Hi,
Thanks for your response.
Yes, we used nvprof to do some profiling on that solver. Most times spend on the three csrqr sub-functions.
GPU activities: 81.69% 291.79ms 6 **48.631ms** 43.199ms 52.016ms void csrqr_leftLooking_cta_byLevels_core<double, double, int=8>(int, int, double*, int const *, int const *, int const *, int const *, int const *, int const *, double*, double*, int*, int*, int*, int*, int*, int)
10.64% 38.018ms 6 **6.3364ms** 5.7612ms 6.9147ms void csrqr_solve_Qtb_cta_core<double, int=8>(int, int, double const *, int const *, int const *, int const *, int const *, int const *, int const *, double*, int*, int*)
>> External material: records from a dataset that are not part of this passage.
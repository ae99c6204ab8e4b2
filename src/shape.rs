use std::cmp::Ordering;
use std::f64::consts::PI;
use std::fmt;
use std::str::FromStr;

use crate::error::ShapeError;

#[derive(Copy, Clone, Debug, PartialEq, Eq, Hash)]
pub enum ShapeKind {
    Cone,
    Cylinder,
    OctagonalPrism,
    PentagonalPrism,
    SquarePrism,
    TriangularPrism,
    Pyramid,
}

impl ShapeKind {
    pub fn name(self) -> &'static str {
        match self {
            ShapeKind::Cone => "Cone",
            ShapeKind::Cylinder => "Cylinder",
            ShapeKind::OctagonalPrism => "OctagonalPrism",
            ShapeKind::PentagonalPrism => "PentagonalPrism",
            ShapeKind::SquarePrism => "SquarePrism",
            ShapeKind::TriangularPrism => "TriangularPrism",
            ShapeKind::Pyramid => "Pyramid",
        }
    }
}

impl FromStr for ShapeKind {
    type Err = ShapeError;

    fn from_str(s: &str) -> Result<Self, Self::Err> {
        match s.to_lowercase().as_str() {
            "cone" => Ok(ShapeKind::Cone),
            "cylinder" => Ok(ShapeKind::Cylinder),
            "octagonalprism" => Ok(ShapeKind::OctagonalPrism),
            "pentagonalprism" => Ok(ShapeKind::PentagonalPrism),
            "squareprism" => Ok(ShapeKind::SquarePrism),
            "triangularprism" => Ok(ShapeKind::TriangularPrism),
            "pyramid" => Ok(ShapeKind::Pyramid),
            _ => Err(ShapeError::UnknownKind(s.to_string())),
        }
    }
}

/// A solid standing on its base. `parameter` is the radius for cones and
/// cylinders and the base edge length for everything else.
#[derive(Copy, Clone, Debug, PartialEq)]
pub struct Shape {
    pub kind: ShapeKind,
    pub height: f64,
    pub parameter: f64,
}

impl Shape {
    pub fn new(kind: ShapeKind, height: f64, parameter: f64) -> Result<Shape, ShapeError> {
        // `!(x > 0.0)` also rejects NaN
        if !(height > 0.0 && parameter > 0.0) || !height.is_finite() || !parameter.is_finite() {
            return Err(ShapeError::NonPositiveDimension { height, parameter });
        }
        Ok(Shape { kind, height, parameter })
    }

    pub fn base_area(&self) -> f64 {
        let p = self.parameter;
        match self.kind {
            ShapeKind::Cone | ShapeKind::Cylinder => PI * p * p,
            ShapeKind::OctagonalPrism => 2.0 * (1.0 + 2f64.sqrt()) * p * p,
            ShapeKind::PentagonalPrism => 5.0 * p * p * 54f64.to_radians().tan() / 4.0,
            ShapeKind::SquarePrism | ShapeKind::Pyramid => p * p,
            ShapeKind::TriangularPrism => 3f64.sqrt() / 4.0 * p * p,
        }
    }

    pub fn volume(&self) -> f64 {
        match self.kind {
            ShapeKind::Cone | ShapeKind::Pyramid => self.base_area() * self.height / 3.0,
            _ => self.base_area() * self.height,
        }
    }
}

impl fmt::Display for Shape {
    fn fmt(&self, f: &mut fmt::Formatter) -> fmt::Result {
        write!(
            f,
            "{} [height={:.3}, base area={:.3}, volume={:.3}]",
            self.kind.name(),
            self.height,
            self.base_area(),
            self.volume()
        )
    }
}

/// The property shapes are ordered by.
#[derive(Copy, Clone, Debug, PartialEq, Eq)]
pub enum CompareType {
    Height,
    BaseArea,
    Volume,
}

impl CompareType {
    pub fn key(self, shape: &Shape) -> f64 {
        match self {
            CompareType::Height => shape.height,
            CompareType::BaseArea => shape.base_area(),
            CompareType::Volume => shape.volume(),
        }
    }

    /// Numeric comparison of the key. The sort algorithms put greater
    /// elements first, so this yields a descending result.
    pub fn comparator(self) -> impl Fn(&Shape, &Shape) -> Ordering {
        move |a, b| self.key(a).total_cmp(&self.key(b))
    }

    pub fn description(self) -> &'static str {
        match self {
            CompareType::Height => "Height (descending)",
            CompareType::BaseArea => "Base Area (descending)",
            CompareType::Volume => "Volume (descending)",
        }
    }
}

impl FromStr for CompareType {
    type Err = ShapeError;

    fn from_str(s: &str) -> Result<Self, Self::Err> {
        match s.trim().to_lowercase().as_str() {
            "h" | "height" => Ok(CompareType::Height),
            "a" | "area" => Ok(CompareType::BaseArea),
            "v" | "volume" => Ok(CompareType::Volume),
            _ => Err(ShapeError::UnknownCompareType(s.to_string())),
        }
    }
}

#[cfg(test)]
mod tests {
    use super::*;

    fn close(a: f64, b: f64) -> bool {
        (a - b).abs() < 1e-9 * a.abs().max(1.0)
    }

    #[test]
    fn test_geometry() {
        let cases = [
            (ShapeKind::Cone, PI * 4.0, PI * 4.0 * 3.0 / 3.0),
            (ShapeKind::Cylinder, PI * 4.0, PI * 4.0 * 3.0),
            (ShapeKind::OctagonalPrism, 8.0 * (1.0 + 2f64.sqrt()), 24.0 * (1.0 + 2f64.sqrt())),
            (ShapeKind::SquarePrism, 4.0, 12.0),
            (ShapeKind::TriangularPrism, 3f64.sqrt(), 3.0 * 3f64.sqrt()),
            (ShapeKind::Pyramid, 4.0, 4.0),
        ];
        for (kind, area, volume) in cases {
            let shape = Shape::new(kind, 3.0, 2.0).unwrap();
            assert!(close(shape.base_area(), area), "{:?} area {}", kind, shape.base_area());
            assert!(close(shape.volume(), volume), "{:?} volume {}", kind, shape.volume());
        }
    }

    #[test]
    fn test_pentagon() {
        // regular pentagon with unit edge
        let shape = Shape::new(ShapeKind::PentagonalPrism, 2.0, 1.0).unwrap();
        assert!((shape.base_area() - 1.720477400588967).abs() < 1e-12);
        assert!((shape.volume() - 3.440954801177934).abs() < 1e-12);
    }

    #[test]
    fn test_rejects_bad_dimensions() {
        for (h, p) in [(0.0, 1.0), (1.0, -2.0), (f64::NAN, 1.0), (1.0, f64::INFINITY)] {
            assert!(Shape::new(ShapeKind::Cone, h, p).is_err(), "{} {}", h, p);
        }
    }

    #[test]
    fn test_kind_case_insensitive() {
        assert_eq!("octagonalprism".parse::<ShapeKind>(), Ok(ShapeKind::OctagonalPrism));
        assert_eq!("CYLINDER".parse::<ShapeKind>(), Ok(ShapeKind::Cylinder));
        assert!("Sphere".parse::<ShapeKind>().is_err());
    }

    #[test]
    fn test_display() {
        let shape = Shape::new(ShapeKind::SquarePrism, 2.0, 3.0).unwrap();
        assert_eq!(shape.to_string(), "SquarePrism [height=2.000, base area=9.000, volume=18.000]");
    }

    #[test]
    fn test_compare_type() {
        assert_eq!("V".parse::<CompareType>(), Ok(CompareType::Volume));
        assert_eq!("area".parse::<CompareType>(), Ok(CompareType::BaseArea));
        assert_eq!("h".parse::<CompareType>(), Ok(CompareType::Height));
        assert!("w".parse::<CompareType>().is_err());

        let tall = Shape::new(ShapeKind::Pyramid, 10.0, 1.0).unwrap();
        let wide = Shape::new(ShapeKind::Cylinder, 1.0, 5.0).unwrap();
        assert_eq!(CompareType::Height.comparator()(&tall, &wide), Ordering::Greater);
        assert_eq!(CompareType::BaseArea.comparator()(&tall, &wide), Ordering::Less);
    }
}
4.47% 15.973ms 6 **2.6622ms** 2.4035ms 2.9362ms void csrqr_upper_direct_kernel<double, int=5, int=3>(int, double const *, int const *, int const *, int const *, double const *, double const *, double*, int*, int*)
The execution times on the three functions are similar on V100 and Quadro T2000 mobile. However, the performance on a P100 is worse than that on V100 as expected. So, probably that is not a issue of memory bandwidth.
Thanks. /Jing